Supplied entries »
//! Regex-based PII detector pipeline

use crate::PiiError;
use crate::detector::{PIIType, PatternDetector};
use regex::Regex;

// Email: local part and domain captured separately so mask mode can keep the domain
const EMAIL_PATTERN: &str = r"\b([A-Za-z0-9._%+-]+)@([A-Za-z0-9.-]+\.[A-Za-z]{2,})\b";

// SSN: 123-45-6789
const SSN_PATTERN: &str = r"\b\d{3}-\d{2}-\d{4}\b";

// Phone numbers: (555) 123-4567, 555-123-4567, 555.123.4567, +1 555 123 4567
const PHONE_PATTERN: &str = r"(?:(?:\+|\b)1[\s.-]?)?(?:\(\d{3}\)|\b\d{3})[\s.-]?\d{3}[\s.-]\d{4}\b";

// Date of birth, only when labelled: "DOB: 03/14/1990", "born on 1990-03-14"
const DOB_PATTERN: &str = concat!(
    r"(?i)\b(?:dob|d\.o\.b\.?|date\s+of\s+birth|birth\s*date|born(?:\s+on)?)\s*[:#-]?\s*",
    r"(\d{1,2}[/.-]\d{1,2}[/.-]\d{2,4}|\d{4}-\d{1,2}-\d{1,2}",
    r"|(?:jan|feb|mar|apr|may|jun|jul|aug|sep|oct|nov|dec)[a-z]*\.?\s+\d{1,2},?\s+\d{4})",
);

// Credit cards: 13-19 digits with optional single space/dash separators
const CARD_PATTERN: &str = r"\b(?:\d[ -]?){12,18}\d\b";

// ABA routing numbers: bare 9 digit runs
const ROUTING_PATTERN: &str = r"\b\d{9}\b";

const PASSPORT_PATTERN: &str =
    r"(?i)\bpassport(?:\s*(?:no\.?|num(?:ber)?\.?|#))?\s*[:#]?\s*([A-Z0-9]{6,9})\b";

const DRIVERS_LICENSE_PATTERN: &str = concat!(
    r"(?i)\b(?:driver(?:'|’)?s?\s+licen[cs]e|DL)(?:\s*(?:no\.?|num(?:ber)?\.?|#))?",
    r"\s*[:#]?\s*([A-Z0-9][A-Z0-9-]{4,15})\b",
);

// Street addresses: house number, up to four name words, street suffix
const ADDRESS_PATTERN: &str = concat!(
    r"(?i)\b\d{1,6}\s+(?:[A-Z0-9.'-]+\s+){0,4}?",
    r"(?:street|st|avenue|ave|road|rd|boulevard|blvd|lane|ln|drive|dr|court|ct|way",
    r"|place|pl|terrace|ter|circle|cir|parkway|pkwy|highway|hwy)\b\.?",
);

/// Ordered regex pipeline covering every [`PIIType`]
pub struct RegexPIIDetector {
    detectors: Vec<PatternDetector>,
}

impl RegexPIIDetector {
    /// Compile the built-in pipeline
    pub fn new() -> Result<Self, PiiError> {
        let detectors = vec![
            stage(PIIType::Email, EMAIL_PATTERN, None, None)?,
            stage(PIIType::SSN, SSN_PATTERN, None, None)?,
            stage(PIIType::Phone, PHONE_PATTERN, None, None)?,
            stage(PIIType::DateOfBirth, DOB_PATTERN, Some(1), None)?,
            stage(
                PIIType::CreditCard,
                CARD_PATTERN,
                None,
                Some(validate_credit_card),
            )?,
            stage(PIIType::RoutingNumber, ROUTING_PATTERN, None, None)?,
            stage(PIIType::Passport, PASSPORT_PATTERN, Some(1), Some(has_digit))?,
            stage(
                PIIType::DriversLicense,
                DRIVERS_LICENSE_PATTERN,
                Some(1),
                Some(has_digit),
            )?,
            stage(PIIType::StreetAddress, ADDRESS_PATTERN, None, None)?,
        ];

        Ok(Self { detectors })
    }

    /// Pipeline stages in the order they must be applied
    pub fn stages(&self) -> &[PatternDetector] {
        &self.detectors
    }

    /// Look up the stage for a category
    pub fn stage(&self, pii_type: PIIType) -> Option<&PatternDetector> {
        self.detectors.iter().find(|d| d.pii_type == pii_type)
    }
}

fn stage(
    pii_type: PIIType,
    pattern: &str,
    value_group: Option<usize>,
    validate: Option<fn(&str) -> bool>,
) -> Result<PatternDetector, PiiError> {
    let regex =
        Regex::new(pattern).map_err(|source| PiiError::InvalidPattern { pii_type, source })?;
    Ok(PatternDetector {
        pii_type,
        regex,
        value_group,
        validate,
        shrink_on_reject: pii_type == PIIType::CreditCard,
    })
}

/// Validate a potential credit card number using Luhn algorithm
pub fn validate_credit_card(number: &str) -> bool {
    let digits: Vec<u32> = number.chars().filter_map(|c| c.to_digit(10)).collect();

    if digits.len() < 13 || digits.len() > 19 {
        return false;
    }

    let checksum: u32 = digits
        .iter()
        .rev()
        .enumerate()
        .map(|(i, &d)| {
            if i % 2 == 1 {
                let doubled = d * 2;
                if doubled > 9 { doubled - 9 } else { doubled }
            } else {
                d
            }
        })
        .sum();

    checksum % 10 == 0
}

/// Labelled identifiers must carry at least one digit, which keeps words
/// like "passport office" from being redacted
fn has_digit(value: &str) -> bool {
    value.chars().any(|c| c.is_ascii_digit())
}
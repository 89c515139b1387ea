//! TEAIM Observability
//!
//! This crate provides observability features:
//! - Metrics collection (Prometheus)
//! - Structured logging setup
//! - Health endpoints

pub mod health;
pub mod logging;
pub mod metrics;

pub use health::{DrainFlag, HealthState, health_router};
pub use logging::{LoggingError, build_filter, init_logging, parse_level};
pub use metrics::Metrics;
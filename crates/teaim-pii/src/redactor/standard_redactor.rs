//! Standard PII redactor implementation

use crate::PiiError;
use crate::detector::{PIIType, PatternDetector, RegexPIIDetector};
use crate::redactor::{PIIRedactor, PiiPolicy, PiiSummary, RedactionMode, RedactionOutcome, mask};
use regex::Captures;

/// Runs the detector pipeline and rewrites matches according to a [`PiiPolicy`]
pub struct StandardRedactor {
    detector: RegexPIIDetector,
}

impl StandardRedactor {
    /// Create a redactor over the built-in detector pipeline
    pub fn new() -> Result<Self, PiiError> {
        Ok(Self::with_detector(RegexPIIDetector::new()?))
    }

    /// Create a redactor over an existing detector pipeline
    pub fn with_detector(detector: RegexPIIDetector) -> Self {
        Self { detector }
    }

    /// Apply one pipeline stage, returning the rewritten text and match count
    fn apply_stage(&self, stage: &PatternDetector, text: &str, policy: &PiiPolicy) -> (String, usize) {
        let mut found = 0usize;

        let rewritten = stage.regex.replace_all(text, |caps: &Captures<'_>| {
            let whole = caps.get(0).map(|m| m.as_str()).unwrap_or_default();

            if stage.pii_type == PIIType::Email {
                let domain = caps.get(2).map(|m| m.as_str()).unwrap_or_default();
                if policy.allows_email_domain(domain) {
                    return whole.to_string();
                }
                found += 1;
                return match policy.mode {
                    RedactionMode::Mask => format!("***@{}", domain),
                    _ => PIIType::Email.redaction_token().to_string(),
                };
            }

            let (start, end) = stage.value_span(caps);
            let Some(len) = stage.accepted_len(&whole[start..end]) else {
                return whole.to_string();
            };
            let end = start + len;
            let value = &whole[start..end];
            found += 1;

            let replacement = match policy.mode {
                RedactionMode::Mask => mask(value, stage.pii_type.mask_keep()),
                _ => stage.pii_type.redaction_token().to_string(),
            };
            format!("{}{}{}", &whole[..start], replacement, &whole[end..])
        });

        (rewritten.into_owned(), found)
    }
}

impl PIIRedactor for StandardRedactor {
    fn redact(&self, text: &str, policy: &PiiPolicy) -> RedactionOutcome {
        if text.is_empty() || policy.mode == RedactionMode::Disabled {
            return RedactionOutcome::untouched(text);
        }

        let mut summary = PiiSummary::new();
        let mut current = text.to_string();

        for stage in self.detector.stages() {
            let (rewritten, found) = self.apply_stage(stage, &current, policy);
            for _ in 0..found {
                summary.record(stage.pii_type);
            }
            current = rewritten;
        }

        let had_pii = !summary.is_empty();
        RedactionOutcome {
            redacted: current,
            summary,
            had_pii,
        }
    }
}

Task goal »
Determine how many lines above contain "chars" and respond with that number only.

Result of this task »
2